Laurie Pley, the city’s manager of recreation services, helped open up an evacuation centre and welcome dozens of people before the tsunami warning, triggered by a powerful earthquake in Alaska, was cancelled.

“There were a number of families and lots of kids,” Pley told CTV News.  She said about 50 people sought shelter at the centre, although staff never got around to registering anyone by the time the warning was lifted.

Pley said the evacuation centre was set up quickly, thanks to previous training on what to do in an emergency situation. 

Most people who came to the centre “were really sleepy,” she said.

“Some of them seemed pretty calm but there was definitely some concern about what was going on.”

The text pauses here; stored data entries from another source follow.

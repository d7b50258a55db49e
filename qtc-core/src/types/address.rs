//! Witness addresses for QTC wallets.
//!
//! Addresses use Bech32m encoding ([BIP-350]) with the fixed human-readable
//! part `qtc`. The first data value is the witness version (0..=31); the rest
//! is a 20-byte witness program repacked into 5-bit groups.
//!
//! [BIP-350]: https://github.com/bitcoin/bips/blob/master/bip-0350.mediawiki

use std::fmt;
use std::str::FromStr;

use bech32::{u5, FromBase32, ToBase32, Variant};
use serde::{Deserialize, Deserializer, Serialize, Serializer};

use crate::constants::{ADDRESS_HRP, MAX_WITNESS_VERSION, WITNESS_PROGRAM_SIZE};
use crate::error::{QtcError, Result};

/// Maximum total length of a Bech32m string.
const MAX_ADDRESS_LEN: usize = 90;

/// Checksum length in 5-bit values.
const CHECKSUM_LEN: usize = 6;

/// Shortest string that can hold the HRP, separator, version and checksum.
const MIN_ADDRESS_LEN: usize = ADDRESS_HRP.len() + 1 + 1 + CHECKSUM_LEN;

/// A 20-byte witness program.
pub type WitnessProgram = [u8; WITNESS_PROGRAM_SIZE];

/// A decoded `qtc1...` address.
#[derive(Clone, Copy, PartialEq, Eq, Hash)]
pub struct Address {
    witness_version: u8,
    program: WitnessProgram,
}

impl Address {
    /// Creates an address from a witness version and program.
    ///
    /// # Errors
    /// Returns a version error if `witness_version > 31`.
    pub fn new(witness_version: u8, program: WitnessProgram) -> Result<Self> {
        if witness_version > MAX_WITNESS_VERSION {
            return Err(QtcError::Version(witness_version));
        }
        Ok(Self {
            witness_version,
            program,
        })
    }

    /// Creates an address from a program given as a slice.
    ///
    /// # Errors
    /// Returns a length error unless `program` is exactly 20 bytes.
    pub fn from_program_slice(witness_version: u8, program: &[u8]) -> Result<Self> {
        let program: WitnessProgram = program
            .try_into()
            .map_err(|_| QtcError::length("witness program", WITNESS_PROGRAM_SIZE, program.len()))?;
        Self::new(witness_version, program)
    }

    /// The witness version.
    pub fn witness_version(&self) -> u8 {
        self.witness_version
    }

    /// The 20-byte witness program.
    pub fn program(&self) -> &WitnessProgram {
        &self.program
    }

    /// The human-readable part (always `qtc`).
    pub fn hrp(&self) -> &'static str {
        ADDRESS_HRP
    }

    /// Encodes this address as a lower-case Bech32m string.
    pub fn encode(&self) -> String {
        self.to_string()
    }

    /// Decodes a Bech32m address string.
    pub fn decode(s: &str) -> Result<Self> {
        let (_, witness_version, program) = decode(s)?;
        Ok(Self {
            witness_version,
            program,
        })
    }

    /// Witness version followed by the program in 5-bit groups.
    fn data(&self) -> std::result::Result<Vec<u5>, bech32::Error> {
        let mut data = vec![u5::try_from_u8(self.witness_version)?];
        data.extend(self.program.to_base32());
        Ok(data)
    }
}

impl fmt::Debug for Address {
    fn fmt(&self, f: &mut fmt::Formatter<'_>) -> fmt::Result {
        write!(f, "Address({self})")
    }
}

impl fmt::Display for Address {
    fn fmt(&self, f: &mut fmt::Formatter<'_>) -> fmt::Result {
        let data = self.data().map_err(|_| fmt::Error)?;
        bech32::encode_to_fmt(f, ADDRESS_HRP, data, Variant::Bech32m).map_err(|_| fmt::Error)?
    }
}

impl FromStr for Address {
    type Err = QtcError;

    fn from_str(s: &str) -> Result<Self> {
        Self::decode(s)
    }
}

impl Serialize for Address {
    fn serialize<S: Serializer>(&self, serializer: S) -> std::result::Result<S::Ok, S::Error> {
        serializer.collect_str(self)
    }
}

impl<'de> Deserialize<'de> for Address {
    fn deserialize<D: Deserializer<'de>>(deserializer: D) -> std::result::Result<Self, D::Error> {
        let s = String::deserialize(deserializer)?;
        Self::decode(&s).map_err(serde::de::Error::custom)
    }
}

// ═══════════════════════════════════════════════════════════════════════════════
// CODEC
// ═══════════════════════════════════════════════════════════════════════════════

/// Encodes a witness version and program as a `qtc1...` string.
///
/// # Errors
/// Returns a version error if `witness_version > 31`.
pub fn encode(witness_version: u8, program: &WitnessProgram) -> Result<String> {
    let address = Address::new(witness_version, *program)?;
    let data = address.data().map_err(codec_error)?;
    bech32::encode(ADDRESS_HRP, data, Variant::Bech32m).map_err(codec_error)
}

/// Decodes a `qtc1...` string into `(hrp, witness_version, program)`.
///
/// # Errors
/// - format error: mixed case, bad length, missing separator, wrong HRP,
///   characters outside the Bech32 set, or bad padding
/// - checksum error: the checksum does not verify, or is a plain Bech32 one
/// - version error: witness version above 31
/// - length error: program is not 20 bytes
pub fn decode(s: &str) -> Result<(String, u8, WitnessProgram)> {
    if s.len() < MIN_ADDRESS_LEN || s.len() > MAX_ADDRESS_LEN {
        return Err(QtcError::format(format!(
            "address length {} outside {MIN_ADDRESS_LEN}..={MAX_ADDRESS_LEN}",
            s.len()
        )));
    }

    // HRP first, so a foreign address is a format error rather than a checksum one
    if let Some(sep) = s.rfind('1') {
        let hrp = &s[..sep];
        if !hrp.eq_ignore_ascii_case(ADDRESS_HRP) {
            return Err(QtcError::format(format!(
                "unexpected human-readable part '{hrp}', expected '{ADDRESS_HRP}'"
            )));
        }
    }

    let (hrp, data, variant) = bech32::decode(s).map_err(codec_error)?;
    if variant != Variant::Bech32m {
        return Err(QtcError::Checksum);
    }

    let (version, program) = data
        .split_first()
        .ok_or_else(|| QtcError::format("address carries no witness version"))?;

    let witness_version = version.to_u8();
    if witness_version > MAX_WITNESS_VERSION {
        return Err(QtcError::Version(witness_version));
    }

    let program_bytes = Vec::<u8>::from_base32(program).map_err(codec_error)?;
    let program: WitnessProgram = program_bytes.as_slice().try_into().map_err(|_| {
        QtcError::length("witness program", WITNESS_PROGRAM_SIZE, program_bytes.len())
    })?;

    Ok((hrp, witness_version, program))
}

fn codec_error(err: bech32::Error) -> QtcError {
    match err {
        bech32::Error::InvalidChecksum => QtcError::Checksum,
        bech32::Error::InvalidPadding => QtcError::format("invalid padding in witness program"),
        other => QtcError::format(format!("malformed address: {other}")),
    }
}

Sirens went off in a number of coastal communities after the magnitude 7.9 quake struck at about 1:30 a.m. Pacific time. The quake was centred 278 kilometres southeast of Kodiak, in the Gulf of Alaska, at a depth of about 10 kilometres.

The tsunami warning covered B.C.'s north coast, Haida Gwaii, the west coast of Vancouver Island, the central coast and northeast Vancouver Island, as well as the outer coast of southeast Alaska.